**YOUR TASK**
Starting with the first line of the records, write out each line exactly until you have included the line containing "type Output = usize;".
** Opening DATA EXTRACTS block **
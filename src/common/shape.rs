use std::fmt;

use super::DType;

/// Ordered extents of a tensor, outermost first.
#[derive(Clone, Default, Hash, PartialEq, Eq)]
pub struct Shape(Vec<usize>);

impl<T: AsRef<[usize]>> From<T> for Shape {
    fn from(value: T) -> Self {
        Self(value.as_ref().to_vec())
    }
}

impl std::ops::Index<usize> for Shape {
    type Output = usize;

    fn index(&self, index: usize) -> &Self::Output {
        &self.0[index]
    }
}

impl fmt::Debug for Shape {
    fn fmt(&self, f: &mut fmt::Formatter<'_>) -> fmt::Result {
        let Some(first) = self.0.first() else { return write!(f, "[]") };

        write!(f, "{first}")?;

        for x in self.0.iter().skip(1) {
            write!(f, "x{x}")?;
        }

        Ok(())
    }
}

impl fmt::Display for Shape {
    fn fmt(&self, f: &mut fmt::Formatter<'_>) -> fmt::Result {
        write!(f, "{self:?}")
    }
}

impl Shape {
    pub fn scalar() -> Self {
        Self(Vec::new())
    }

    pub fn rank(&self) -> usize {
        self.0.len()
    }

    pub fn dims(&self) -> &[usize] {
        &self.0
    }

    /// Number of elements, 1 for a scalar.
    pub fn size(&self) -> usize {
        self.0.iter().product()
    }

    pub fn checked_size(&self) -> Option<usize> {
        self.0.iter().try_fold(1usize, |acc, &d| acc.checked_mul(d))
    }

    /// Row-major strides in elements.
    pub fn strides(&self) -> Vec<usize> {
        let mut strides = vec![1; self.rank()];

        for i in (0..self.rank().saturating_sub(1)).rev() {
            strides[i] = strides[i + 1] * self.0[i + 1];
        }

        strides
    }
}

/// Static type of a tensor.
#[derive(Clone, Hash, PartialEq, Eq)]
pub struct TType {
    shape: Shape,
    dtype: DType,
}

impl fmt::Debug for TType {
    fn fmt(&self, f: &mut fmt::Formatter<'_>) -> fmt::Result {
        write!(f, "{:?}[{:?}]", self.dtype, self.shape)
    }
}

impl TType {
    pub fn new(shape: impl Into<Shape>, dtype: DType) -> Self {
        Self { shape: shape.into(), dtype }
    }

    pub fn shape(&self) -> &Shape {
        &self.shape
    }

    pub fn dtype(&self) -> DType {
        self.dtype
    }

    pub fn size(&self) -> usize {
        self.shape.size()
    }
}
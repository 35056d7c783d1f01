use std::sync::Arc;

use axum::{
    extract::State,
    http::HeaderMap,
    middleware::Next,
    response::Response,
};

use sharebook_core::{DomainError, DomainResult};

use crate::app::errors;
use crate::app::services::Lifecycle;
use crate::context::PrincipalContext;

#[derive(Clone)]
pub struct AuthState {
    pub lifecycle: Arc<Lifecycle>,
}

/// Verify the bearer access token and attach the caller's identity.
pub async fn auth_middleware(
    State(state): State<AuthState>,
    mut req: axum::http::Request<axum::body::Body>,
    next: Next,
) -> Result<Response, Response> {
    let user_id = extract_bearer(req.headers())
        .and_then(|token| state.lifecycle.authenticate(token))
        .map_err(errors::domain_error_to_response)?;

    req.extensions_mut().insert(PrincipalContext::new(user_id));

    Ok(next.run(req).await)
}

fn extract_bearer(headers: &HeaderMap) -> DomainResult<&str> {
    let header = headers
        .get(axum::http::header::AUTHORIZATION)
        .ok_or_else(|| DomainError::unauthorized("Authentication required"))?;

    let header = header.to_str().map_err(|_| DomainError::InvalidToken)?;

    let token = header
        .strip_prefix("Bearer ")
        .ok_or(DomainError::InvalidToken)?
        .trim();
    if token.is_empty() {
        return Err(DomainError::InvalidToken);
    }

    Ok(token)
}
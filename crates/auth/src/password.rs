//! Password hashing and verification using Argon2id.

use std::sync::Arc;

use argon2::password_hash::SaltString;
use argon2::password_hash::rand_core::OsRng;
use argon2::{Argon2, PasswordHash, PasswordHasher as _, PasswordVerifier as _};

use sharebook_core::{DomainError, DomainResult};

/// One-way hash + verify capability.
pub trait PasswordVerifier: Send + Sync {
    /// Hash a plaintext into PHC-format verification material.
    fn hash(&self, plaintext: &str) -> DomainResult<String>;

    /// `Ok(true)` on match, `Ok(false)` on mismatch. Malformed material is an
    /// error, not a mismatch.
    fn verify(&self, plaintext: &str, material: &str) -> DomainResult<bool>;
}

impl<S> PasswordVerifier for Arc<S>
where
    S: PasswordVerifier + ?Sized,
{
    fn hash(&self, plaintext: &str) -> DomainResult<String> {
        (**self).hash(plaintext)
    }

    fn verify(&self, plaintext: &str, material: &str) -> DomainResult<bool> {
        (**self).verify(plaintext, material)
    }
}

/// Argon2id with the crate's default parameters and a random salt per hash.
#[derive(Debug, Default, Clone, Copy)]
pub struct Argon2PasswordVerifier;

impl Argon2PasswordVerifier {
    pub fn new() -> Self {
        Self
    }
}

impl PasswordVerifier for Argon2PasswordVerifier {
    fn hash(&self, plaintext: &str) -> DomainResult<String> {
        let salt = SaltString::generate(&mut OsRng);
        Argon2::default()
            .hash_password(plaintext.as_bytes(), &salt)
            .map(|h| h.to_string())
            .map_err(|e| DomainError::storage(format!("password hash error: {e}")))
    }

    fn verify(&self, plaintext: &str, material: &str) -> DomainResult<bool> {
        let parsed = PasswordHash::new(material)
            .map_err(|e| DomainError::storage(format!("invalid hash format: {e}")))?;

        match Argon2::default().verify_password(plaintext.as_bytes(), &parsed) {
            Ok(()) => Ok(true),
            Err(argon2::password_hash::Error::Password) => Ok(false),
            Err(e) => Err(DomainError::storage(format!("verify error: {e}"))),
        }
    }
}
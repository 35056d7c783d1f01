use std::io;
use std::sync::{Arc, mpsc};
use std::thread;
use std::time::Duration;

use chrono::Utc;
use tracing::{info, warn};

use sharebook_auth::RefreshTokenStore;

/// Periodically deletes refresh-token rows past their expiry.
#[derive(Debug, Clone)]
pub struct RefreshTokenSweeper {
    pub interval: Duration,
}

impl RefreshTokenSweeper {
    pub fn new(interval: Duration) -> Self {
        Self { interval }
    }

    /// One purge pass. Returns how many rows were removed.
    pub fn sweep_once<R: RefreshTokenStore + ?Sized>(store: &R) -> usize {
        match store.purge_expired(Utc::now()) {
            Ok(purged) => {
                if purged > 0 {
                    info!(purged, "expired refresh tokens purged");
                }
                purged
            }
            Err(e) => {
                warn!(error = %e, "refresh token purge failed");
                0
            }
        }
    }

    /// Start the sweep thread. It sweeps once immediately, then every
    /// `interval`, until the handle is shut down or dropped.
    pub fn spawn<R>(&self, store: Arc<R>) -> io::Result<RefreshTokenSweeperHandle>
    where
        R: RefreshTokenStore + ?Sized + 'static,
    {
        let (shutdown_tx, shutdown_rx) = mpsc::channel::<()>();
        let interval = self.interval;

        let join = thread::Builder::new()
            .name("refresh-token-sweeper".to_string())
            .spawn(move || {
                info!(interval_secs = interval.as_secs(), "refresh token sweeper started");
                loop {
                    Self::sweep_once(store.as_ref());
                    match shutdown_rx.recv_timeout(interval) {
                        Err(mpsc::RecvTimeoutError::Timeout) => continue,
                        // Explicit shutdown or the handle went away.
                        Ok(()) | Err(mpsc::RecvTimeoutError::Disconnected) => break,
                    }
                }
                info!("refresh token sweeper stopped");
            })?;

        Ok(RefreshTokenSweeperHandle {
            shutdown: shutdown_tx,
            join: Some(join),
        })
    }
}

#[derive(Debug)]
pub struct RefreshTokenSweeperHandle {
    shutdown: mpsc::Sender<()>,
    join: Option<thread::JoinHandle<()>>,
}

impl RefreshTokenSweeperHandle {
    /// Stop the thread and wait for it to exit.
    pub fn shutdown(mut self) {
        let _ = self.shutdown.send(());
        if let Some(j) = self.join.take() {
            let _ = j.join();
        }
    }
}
** Closing DATA EXTRACTS block **
**RESPONSE AREA**
filename src/common/shape.rs
use std::fmt;

use super::DType;

/// Ordered extents of a tensor, outermost first.
#[derive(Clone, Default, Hash, PartialEq, Eq)]
pub struct Shape(Vec<usize>);

impl<T: AsRef<[usize]>> From<T> for Shape {
    fn from(value: T) -> Self {
        Self(value.as_ref().to_vec())
    }
}

impl std::ops::Index<usize> for Shape {
    type Output = usize;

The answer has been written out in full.